Un racconto molto bello, complimenti. Mi ha catturata dalla prima all’ultima parola. L’atmosfera di Colle dei Lupi (nome compreso) mi ha completamente rapita: questa assenza di tempo, questo distacco dal mondo moderno, il mistero… Grazie per questo racconto!
In questo racconto spicca la capacità dell’autore nel riempire la storia di elementi di suspense, creare personaggi interessanti, e gestire il ritmo della narrazione per tenere il lettore incollato alle pagine. Mi sono piaciuti la trama, l’ambientazione, l’atmosfera. Ottimo racconto!
Un incipit avvolgente e magistralmente costruito, che cattura fin da subito con l’atmosfera sospesa tra il reale e il perturbante. L’ambientazione di Colle dei Lupi è descritta con una cura visiva e sensoriale di notevole livello. Atmosfera densa e magnetica, tra mistero e malinconia.
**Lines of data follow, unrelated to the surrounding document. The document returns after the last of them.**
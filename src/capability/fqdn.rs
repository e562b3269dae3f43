//! Capability naming.
//!
//! A full FQDN is five dot-separated components `org.project.namespace.action.hash`
//! where `hash` is the first four hex characters of the capability's code hash.
//! A four-part name (no hash) is accepted for lookup. `pml.std.*` names are
//! standard mini-tools and `pml.mcp.*` names are MCP server records; everything
//! else is a user capability.

use anyhow::{Result, bail};
use serde::{Deserialize, Serialize};
use std::fmt;

/// Kind of entity an FQDN refers to.
#[derive(Debug, Clone, Copy, PartialEq, Eq)]
pub enum FqdnKind {
    /// `pml.std.*` — built-in mini-tool.
    StdTool,
    /// `pml.mcp.*` — MCP server record.
    McpServer,
    /// Anything else — user capability.
    Capability,
}

#[derive(Debug, Clone, PartialEq, Eq, Hash, Serialize, Deserialize)]
#[serde(try_from = "String", into = "String")]
pub struct Fqdn {
    pub org: String,
    pub project: String,
    pub namespace: String,
    pub action: String,
    /// First 4 hex chars of the code hash. `None` for lookup-only names.
    pub hash: Option<String>,
}

fn valid_component(s: &str) -> bool {
    let mut chars = s.chars();
    match chars.next() {
        Some(c) if c.is_ascii_alphabetic() || c == '_' => {}
        _ => return false,
    }
    chars.all(|c| c.is_ascii_alphanumeric() || c == '_' || c == '-')
}

fn valid_hash(s: &str) -> bool {
    s.len() == 4 && s.chars().all(|c| c.is_ascii_digit() || ('a'..='f').contains(&c))
}

impl Fqdn {
    pub fn new(org: &str, project: &str, namespace: &str, action: &str, code_hash: &str) -> Result<Self> {
        if code_hash.len() < 4 {
            bail!("code hash too short: {}", code_hash);
        }
        let fqdn = Self {
            org: org.to_string(),
            project: project.to_string(),
            namespace: namespace.to_string(),
            action: action.to_string(),
            hash: Some(code_hash[..4].to_lowercase()),
        };
        fqdn.validate()?;
        Ok(fqdn)
    }

    pub fn parse(s: &str) -> Result<Self> {
        let parts: Vec<&str> = s.split('.').collect();
        let (head, hash) = match parts.len() {
            4 => (&parts[..4], None),
            5 => (&parts[..4], Some(parts[4])),
            n => bail!("FQDN '{}' has {} components, expected 4 or 5", s, n),
        };
        let fqdn = Self {
            org: head[0].to_string(),
            project: head[1].to_string(),
            namespace: head[2].to_string(),
            action: head[3].to_string(),
            hash: hash.map(str::to_string),
        };
        fqdn.validate()?;
        Ok(fqdn)
    }

    fn validate(&self) -> Result<()> {
        for (name, value) in [
            ("org", &self.org),
            ("project", &self.project),
            ("namespace", &self.namespace),
            ("action", &self.action),
        ] {
            if !valid_component(value) {
                bail!("invalid FQDN {} component: '{}'", name, value);
            }
        }
        if let Some(hash) = &self.hash {
            if !valid_hash(hash) {
                bail!("invalid FQDN hash '{}': expected 4 lowercase hex chars", hash);
            }
        }
        Ok(())
    }

    pub fn kind(&self) -> FqdnKind {
        if self.org == "pml" && self.project == "std" {
            FqdnKind::StdTool
        } else if self.org == "pml" && self.project == "mcp" {
            FqdnKind::McpServer
        } else {
            FqdnKind::Capability
        }
    }

    /// Four-part prefix without the hash, used for lookup matching.
    pub fn stem(&self) -> String {
        format!("{}.{}.{}.{}", self.org, self.project, self.namespace, self.action)
    }

    /// Whether `other` names the same capability: equal stems, and if both
    /// carry a hash, equal hashes.
    pub fn matches(&self, other: &Fqdn) -> bool {
        if self.stem() != other.stem() {
            return false;
        }
        match (&self.hash, &other.hash) {
            (Some(a), Some(b)) => a == b,
            _ => true,
        }
    }
}

impl fmt::Display for Fqdn {
    fn fmt(&self, f: &mut fmt::Formatter<'_>) -> fmt::Result {
        match &self.hash {
            Some(hash) => write!(f, "{}.{}", self.stem(), hash),
            None => write!(f, "{}", self.stem()),
        }
    }
}

impl TryFrom<String> for Fqdn {
    type Error = anyhow::Error;

    fn try_from(value: String) -> Result<Self> {
        Self::parse(&value)
    }
}

impl From<Fqdn> for String {
    fn from(value: Fqdn) -> Self {
        value.to_string()
    }
}

impl std::str::FromStr for Fqdn {
    type Err = anyhow::Error;

    fn from_str(s: &str) -> Result<Self> {
        Self::parse(s)
    }
}
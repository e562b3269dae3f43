//! Adaptive confidence thresholds.
//!
//! A sliding window over recent execution outcomes drives per-context
//! adjustment of the suggestion threshold: too many failed speculative runs
//! push it up, too many accepted near-threshold suggestions pull it down.
//! Adjusted values are upserted into the store keyed by context hash.

use crate::config::ThresholdConfig;
use crate::errors::{GatewayError, GatewayResult};
use crate::storage::Db;
use chrono::{DateTime, Utc};
use rusqlite::{OptionalExtension, params};
use serde::{Deserialize, Serialize};
use std::collections::{BTreeMap, HashMap, VecDeque};
use std::sync::{Arc, Mutex};
use tracing::{debug, info};

/// Fixed, sorted key list for context hashing. Missing keys hash as
/// `default` so equivalent contexts always collide.
const CONTEXT_KEYS: [&str; 3] = ["complexity", "domain", "workflow_type"];
/// Adjustment cadence: every this many records, once the window is warm.
const ADJUST_EVERY: u64 = 10;
const MIN_WINDOW_FOR_ADJUST: usize = 20;
/// Rates are computed over this many most-recent records.
const RATE_SAMPLE: usize = 20;
const FP_RATE_LIMIT: f64 = 0.20;
const FN_RATE_LIMIT: f64 = 0.30;
/// A suggestion this close under the threshold counts as a near-miss.
const NEAR_MISS_MARGIN: f64 = 0.1;

#[derive(Debug, Clone, Copy, PartialEq, Eq, Serialize, Deserialize)]
#[serde(rename_all = "lowercase")]
pub enum ExecutionMode {
    Speculative,
    Suggestion,
    Explicit,
}

/// One execution outcome, appended to the sliding window.
#[derive(Debug, Clone, Serialize, Deserialize)]
pub struct ExecutionRecord {
    pub confidence: f64,
    pub mode: ExecutionMode,
    pub success: bool,
    #[serde(skip_serializing_if = "Option::is_none")]
    pub user_accepted: Option<bool>,
    #[serde(skip_serializing_if = "Option::is_none")]
    pub execution_time_ms: Option<u64>,
    pub context_hash: String,
    pub timestamp: DateTime<Utc>,
}

#[derive(Debug, Clone, Copy, PartialEq)]
pub struct Thresholds {
    pub explicit: f64,
    pub suggestion: f64,
}

#[derive(Debug, Clone, Serialize, Deserialize)]
pub struct ThresholdMetrics {
    pub window_len: usize,
    pub speculative_total: usize,
    pub speculative_hit_rate: f64,
    /// `saved_latency - wasted_compute` over the window, in ms.
    pub net_benefit_ms: f64,
    pub avg_confidence: f64,
    pub suggestion_total: usize,
    pub explicit_total: usize,
}

/// Deterministic digest of the context mapping over the fixed key list.
pub fn context_hash(context: &BTreeMap<String, String>) -> String {
    CONTEXT_KEYS
        .iter()
        .map(|key| {
            let value = context.get(*key).map_or("default", String::as_str);
            format!("{key}:{value}")
        })
        .collect::<Vec<_>>()
        .join("|")
}

struct ContextState {
    thresholds: Thresholds,
    context_keys: BTreeMap<String, String>,
    sample_count: u64,
}

pub struct AdaptiveThresholdManager {
    config: ThresholdConfig,
    db: Arc<Db>,
    inner: Mutex<Inner>,
}

struct Inner {
    window: VecDeque<ExecutionRecord>,
    contexts: HashMap<String, ContextState>,
    total_records: u64,
}

impl AdaptiveThresholdManager {
    pub fn new(config: ThresholdConfig, db: Arc<Db>) -> Self {
        Self {
            config,
            db,
            inner: Mutex::new(Inner {
                window: VecDeque::new(),
                contexts: HashMap::new(),
                total_records: 0,
            }),
        }
    }

    /// Thresholds for a context: cached, store-loaded, or defaults.
    pub fn load(&self, context: &BTreeMap<String, String>) -> GatewayResult<Thresholds> {
        let hash = context_hash(context);
        {
            let inner = self.guard();
            if let Some(state) = inner.contexts.get(&hash) {
                return Ok(state.thresholds);
            }
        }
        let loaded = self.load_stored(&hash)?;
        let thresholds = loaded.unwrap_or(Thresholds {
            explicit: self.config.explicit_default,
            suggestion: self.config.suggestion_default,
        });
        let mut inner = self.guard();
        inner.contexts.entry(hash).or_insert(ContextState {
            thresholds,
            context_keys: context.clone(),
            sample_count: 0,
        });
        Ok(thresholds)
    }

    /// Append a record; every `ADJUST_EVERY` records (window permitting) the
    /// record's context is re-adjusted and persisted on change.
    pub fn record(&self, record: ExecutionRecord) -> GatewayResult<()> {
        let hash = record.context_hash.clone();
        let adjustment = {
            let mut inner = self.guard();
            inner.window.push_back(record);
            while inner.window.len() > self.config.window_size {
                inner.window.pop_front();
            }
            inner.total_records += 1;
            let warm = inner.window.len() >= MIN_WINDOW_FOR_ADJUST;
            if warm && inner.total_records % ADJUST_EVERY == 0 {
                self.adjust_locked(&mut inner, &hash)
            } else {
                None
            }
        };
        if let Some((thresholds, context_keys, sample_count)) = adjustment {
            self.persist(&hash, &thresholds, &context_keys, sample_count)?;
        }
        Ok(())
    }

    /// Recompute false-positive / false-negative rates over the most recent
    /// records and nudge the suggestion threshold. Returns the new state when
    /// it changed, for persistence outside the lock.
    fn adjust_locked(
        &self,
        inner: &mut Inner,
        hash: &str,
    ) -> Option<(Thresholds, BTreeMap<String, String>, u64)> {
        let recent: Vec<&ExecutionRecord> =
            inner.window.iter().rev().take(RATE_SAMPLE).collect();

        let speculative: Vec<_> = recent
            .iter()
            .filter(|r| r.mode == ExecutionMode::Speculative)
            .collect();
        let suggestions: Vec<_> = recent
            .iter()
            .filter(|r| r.mode == ExecutionMode::Suggestion)
            .collect();

        let state = inner.contexts.entry(hash.to_string()).or_insert(ContextState {
            thresholds: Thresholds {
                explicit: self.config.explicit_default,
                suggestion: self.config.suggestion_default,
            },
            context_keys: BTreeMap::new(),
            sample_count: 0,
        });
        state.sample_count += ADJUST_EVERY;
        let current = state.thresholds.suggestion;

        let fp_rate = if speculative.is_empty() {
            0.0
        } else {
            speculative.iter().filter(|r| !r.success).count() as f64 / speculative.len() as f64
        };
        let fn_rate = if suggestions.is_empty() {
            0.0
        } else {
            suggestions
                .iter()
                .filter(|r| {
                    r.user_accepted.unwrap_or(false)
                        && r.confidence >= current - NEAR_MISS_MARGIN
                })
                .count() as f64
                / suggestions.len() as f64
        };

        let lr = self.config.learning_rate;
        let updated = if fp_rate > FP_RATE_LIMIT {
            (current + lr * fp_rate).min(self.config.max_threshold)
        } else if fn_rate > FN_RATE_LIMIT {
            (current - lr * fn_rate).max(self.config.min_threshold)
        } else {
            current
        };

        debug!(
            "threshold adjust for {}: fp={:.3} fn={:.3} suggestion {:.4} -> {:.4}",
            hash, fp_rate, fn_rate, current, updated
        );
        if (updated - current).abs() < f64::EPSILON {
            return None;
        }
        state.thresholds.suggestion = updated;
        info!(
            "suggestion threshold for {} adjusted to {:.4} (fp={:.2}, fn={:.2})",
            hash, updated, fp_rate, fn_rate
        );
        Some((state.thresholds, state.context_keys.clone(), state.sample_count))
    }

    pub fn metrics(&self) -> ThresholdMetrics {
        let inner = self.guard();
        let window = &inner.window;
        let speculative: Vec<_> = window
            .iter()
            .filter(|r| r.mode == ExecutionMode::Speculative)
            .collect();
        let hits = speculative.iter().filter(|r| r.success).count();
        let saved: f64 = speculative
            .iter()
            .filter(|r| r.success)
            .filter_map(|r| r.execution_time_ms)
            .map(|ms| ms as f64)
            .sum();
        let wasted: f64 = speculative
            .iter()
            .filter(|r| !r.success)
            .filter_map(|r| r.execution_time_ms)
            .map(|ms| ms as f64)
            .sum();
        ThresholdMetrics {
            window_len: window.len(),
            speculative_total: speculative.len(),
            speculative_hit_rate: if speculative.is_empty() {
                0.0
            } else {
                hits as f64 / speculative.len() as f64
            },
            net_benefit_ms: saved - wasted,
            avg_confidence: if window.is_empty() {
                0.0
            } else {
                window.iter().map(|r| r.confidence).sum::<f64>() / window.len() as f64
            },
            suggestion_total: window
                .iter()
                .filter(|r| r.mode == ExecutionMode::Suggestion)
                .count(),
            explicit_total: window
                .iter()
                .filter(|r| r.mode == ExecutionMode::Explicit)
                .count(),
        }
    }

    pub fn window_len(&self) -> usize {
        self.guard().window.len()
    }

    fn guard(&self) -> std::sync::MutexGuard<'_, Inner> {
        self.inner.lock().unwrap_or_else(|e| e.into_inner())
    }

    fn load_stored(&self, hash: &str) -> GatewayResult<Option<Thresholds>> {
        self.db
            .with_conn(|conn| {
                conn.query_row(
                    "SELECT explicit_threshold, suggestion_threshold
                     FROM adaptive_thresholds WHERE context_hash = ?1",
                    params![hash],
                    |row| {
                        Ok(Thresholds {
                            explicit: row.get(0)?,
                            suggestion: row.get(1)?,
                        })
                    },
                )
                .optional()
            })
            .map_err(|e| GatewayError::Storage(e.to_string()))
    }

    fn persist(
        &self,
        hash: &str,
        thresholds: &Thresholds,
        context_keys: &BTreeMap<String, String>,
        sample_count: u64,
    ) -> GatewayResult<()> {
        let now = Utc::now().to_rfc3339();
        let keys_json = serde_json::to_string(context_keys)
            .map_err(|e| GatewayError::Storage(e.to_string()))?;
        self.db
            .with_conn(|conn| {
                conn.execute(
                    "INSERT INTO adaptive_thresholds
                       (context_hash, context_keys_json, suggestion_threshold,
                        explicit_threshold, success_rate, sample_count, created_at, updated_at)
                     VALUES (?1, ?2, ?3, ?4, NULL, ?5, ?6, ?6)
                     ON CONFLICT(context_hash) DO UPDATE SET
                       suggestion_threshold = ?3,
                       explicit_threshold = ?4,
                       sample_count = ?5,
                       updated_at = ?6",
                    params![
                        hash,
                        keys_json,
                        thresholds.suggestion,
                        thresholds.explicit,
                        sample_count as i64,
                        now,
                    ],
                )?;
                Ok(())
            })
            .map_err(|e| GatewayError::Storage(e.to_string()))?;
        Ok(())
    }
}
Colle dei Lupi sembra uscito da uno dei migliori best seller: personaggi molto particolari, leggende sussurrate e un senso di inquietudine che cresce pagina dopo pagina. Davvero coinvolgente. Ci vedrei bene un film basato su questo racconto.
Ho trovato questo racconto molto interessante, scorrevole nella lettura grazie ad un ritmo serrato, atmosfera ricca di suspanse. Da leggere!